Huang Lei, Anastas Nicholas, Egeghy Peter, Vallero Daniel A, Jolliet Olivier, Bare Jane
School of Public Health, Department of Environmental Health Sciences, University of Michigan, 1415 Washington Heights, Ann Arbor, MI, 48109, USA.
National Risk Management Research Laboratory, US EPA Office of Research and Development, 5 Post Office Square, Boston, MA, 02109, USA.
Int J Life Cycle Assess. 2019 Jun 1;24(6):1009-1026. doi: 10.1007/s11367-018-1551-8.
There do not currently exist scientifically defensible ways to consistently characterize the human exposures (via various pathways) to near-field chemical emissions and associated health impacts during the use stage of building materials. The present paper thus intends to provide a roadmap which summarizes the current status and guides future development for integrating into LCA the chemical exposures and health impacts on various users of building materials, with a focus on building occupants.
We first review potential human health impacts associated with the substances in building materials and the methods used to mitigate these impacts, also identifying several of the most important online data resources. A brief overview of the necessary steps for characterizing use stage chemical exposures and health impacts for building materials is then provided. Finally, we propose a systematic approach to integrate the use stage exposures and health impacts into building material LCA and describe its components, and then present a case study illustrating the application of the proposed approach to two representative chemicals: formaldehyde and methylene diphenyl diisocyanate (MDI) in particleboard products.

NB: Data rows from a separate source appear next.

//! Response and error mapping.
//!
//! # Responsibilities
//! - Represent handler outcomes (JSON body or empty body with a status)
//! - Map errors to status codes with a JSON `{"message": ...}` body
//!
//! # Design Decisions
//! - Validation → 422, NotFound → 404, BadRequest → 400
//! - Store faults are programmer errors: logged, then 500 with a generic message

use axum::http::StatusCode;
use axum::response::{IntoResponse, Response};
use axum::Json;
use serde::Serialize;
use serde_json::{json, Value};
use thiserror::Error;

use crate::store::StoreError;

/// Successful handler outcome.
#[derive(Debug, Clone, PartialEq)]
pub enum ApiResponse {
    Json(StatusCode, Value),
    Empty(StatusCode),
}

impl ApiResponse {
    /// 200 with `value` serialized as JSON.
    pub fn json<T: Serialize>(value: &T) -> Result<Self, ApiError> {
        Ok(Self::Json(StatusCode::OK, serde_json::to_value(value)?))
    }

    pub fn empty(status: StatusCode) -> Self {
        Self::Empty(status)
    }

    pub fn created() -> Self {
        Self::Empty(StatusCode::CREATED)
    }

    pub fn no_content() -> Self {
        Self::Empty(StatusCode::NO_CONTENT)
    }

    pub fn status(&self) -> StatusCode {
        match self {
            Self::Json(status, _) | Self::Empty(status) => *status,
        }
    }
}

impl IntoResponse for ApiResponse {
    fn into_response(self) -> Response {
        match self {
            Self::Json(status, value) => (status, Json(value)).into_response(),
            Self::Empty(status) => status.into_response(),
        }
    }
}

/// Handler failure.
#[derive(Debug, Error)]
pub enum ApiError {
    #[error("{0}")]
    Validation(String),

    #[error("{0}")]
    NotFound(String),

    #[error("{0}")]
    BadRequest(String),

    #[error(transparent)]
    Store(#[from] StoreError),

    #[error(transparent)]
    Serialization(#[from] serde_json::Error),
}

impl ApiError {
    pub fn status(&self) -> StatusCode {
        match self {
            Self::Validation(_) => StatusCode::UNPROCESSABLE_ENTITY,
            Self::NotFound(_) => StatusCode::NOT_FOUND,
            Self::BadRequest(_) => StatusCode::BAD_REQUEST,
            Self::Store(_) | Self::Serialization(_) => StatusCode::INTERNAL_SERVER_ERROR,
        }
    }

    /// Message exposed to the client.
    pub fn message(&self) -> String {
        match self {
            Self::Validation(m) | Self::NotFound(m) | Self::BadRequest(m) => m.clone(),
            Self::Store(_) | Self::Serialization(_) => "Erro interno".to_string(),
        }
    }
}

impl IntoResponse for ApiError {
    fn into_response(self) -> Response {
        let status = self.status();
        if status.is_server_error() {
            tracing::error!(error = %self, "Request failed");
        }
        (status, Json(json!({ "message": self.message() }))).into_response()
    }
}

pub type ApiResult = Result<ApiResponse, ApiError>;
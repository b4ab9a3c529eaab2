//! Task API library: a small JSON-over-HTTP CRUD service for users and tasks,
//! backed by a single JSON document on disk.

pub mod config;
pub mod http;
pub mod import;
pub mod lifecycle;
pub mod observability;
pub mod resources;
pub mod routing;
pub mod store;

pub use config::ApiConfig;
pub use http::ApiServer;
pub use lifecycle::Shutdown;
pub use store::Database;
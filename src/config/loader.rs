//! Configuration loading from disk.

use std::fs;
use std::path::Path;

use crate::config::schema::ApiConfig;
use crate::config::validation::{validate_config, ValidationError};

/// Error type for configuration loading.
#[derive(Debug)]
pub enum ConfigError {
    Io(std::io::Error),
    Parse(toml::de::Error),
    Validation(Vec<ValidationError>),
}

impl std::fmt::Display for ConfigError {
    fn fmt(&self, f: &mut std::fmt::Formatter<'_>) -> std::fmt::Result {
        match self {
            ConfigError::Io(e) => write!(f, "IO error: {}", e),
            ConfigError::Parse(e) => write!(f, "Parse error: {}", e),
            ConfigError::Validation(errors) => {
                write!(f, "Validation failed: ")?;
                for (i, err) in errors.iter().enumerate() {
                    if i > 0 {
                        write!(f, ", ")?;
                    }
                    write!(f, "{}", err)?;
                }
                Ok(())
            }
        }
    }
}

impl std::error::Error for ConfigError {}

/// Load and validate configuration from a TOML file.
pub fn load_config(path: &Path) -> Result<ApiConfig, ConfigError> {
    let content = fs::read_to_string(path).map_err(ConfigError::Io)?;
    parse_config(&content)
}

/// Parse and validate configuration from TOML text.
pub fn parse_config(content: &str) -> Result<ApiConfig, ConfigError> {
    let config: ApiConfig = toml::from_str(content).map_err(ConfigError::Parse)?;
    validate_config(&config).map_err(ConfigError::Validation)?;
    Ok(config)
}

Our proposed approach builds on the coupled near-field and far-field framework proposed by Fantke et al. (Environ Int 94:508-518, 2016), which is based on the product intake fraction (PiF) metric proposed by Jolliet et al. (Environ Sci Technol 49:8924-8931, 2015), The proposed approach consists of three major components: characterization of product usage and chemical content, human exposures, and toxicity, for which available methods and data sources are reviewed and research gaps are identified. The case study illustrates the difference in dominant exposure pathways between formaldehyde and MDI and also highlights the impact of timing and use duration (e.g., the initial 50 days of the use stage vs. the remaining 15 years) on the exposures and health impacts for the building occupants.
The proposed approach thus provides the methodological basis for integrating into LCA the human health impacts associated with chemical exposures during the use stage of building materials. Data and modeling gaps which currently prohibit the application of the proposed systematic approach are discussed, including the need for chemical composition data, exposure models, and toxicity data. Research areas that are not currently focused on are also discussed, such as worker exposures and complex materials. Finally, future directions for integrating the use stage impacts of building materials into decision making in a tiered approach are discussed.
目前不存在科学上可辩护的方法来持续表征在建筑材料使用阶段人类通过各种途径接触近场化学排放物的情况以及相关的健康影响。因此,本文旨在提供一个路线图,总结当前状况并指导未来发展,以便将建筑材料对各类使用者(重点是建筑居住者)的化学暴露和健康影响纳入生命周期评估(LCA)。
我们首先回顾与建筑材料中的物质相关的潜在人类健康影响以及用于减轻这些影响的方法,还识别了几个最重要的在线数据资源。然后简要概述表征建筑材料使用阶段化学暴露和健康影响所需的步骤。最后,我们提出一种系统方法,将使用阶段的暴露和健康影响纳入建筑材料生命周期评估,并描述其组成部分,接着给出一个案例研究,说明所提出的方法在刨花板产品中两种代表性化学品(甲醛和二苯基甲烷二异氰酸酯(MDI))上的应用。
我们提出的方法基于Fantke等人(《环境国际》94:508 - 518,2016年)提出的近场和远场耦合框架,该框架基于Jolliet等人(《环境科学与技术》49:8924 - 8931,2015年)提出的产品摄入分数(PiF)指标。所提出的方法包括三个主要组成部分:产品使用和化学成分表征、人类暴露以及毒性,针对这些部分回顾了可用方法和数据来源并识别了研究差距。案例研究说明了甲醛和MDI之间主要暴露途径的差异,还突出了时间和使用持续时间(例如使用阶段的最初50天与剩余15年)对建筑居住者暴露和健康影响的作用。
因此,所提出的方法为将建筑材料使用阶段与化学暴露相关的人类健康影响纳入生命周期评估提供了方法学基础。讨论了目前阻碍应用所提出的系统方法的数据和建模差距,包括对化学成分数据、暴露模型和毒性数据的需求。还讨论了当前未重点关注的研究领域,如工人暴露和复杂材料。最后,讨论了将建筑材料使用阶段影响纳入分层决策的未来方向。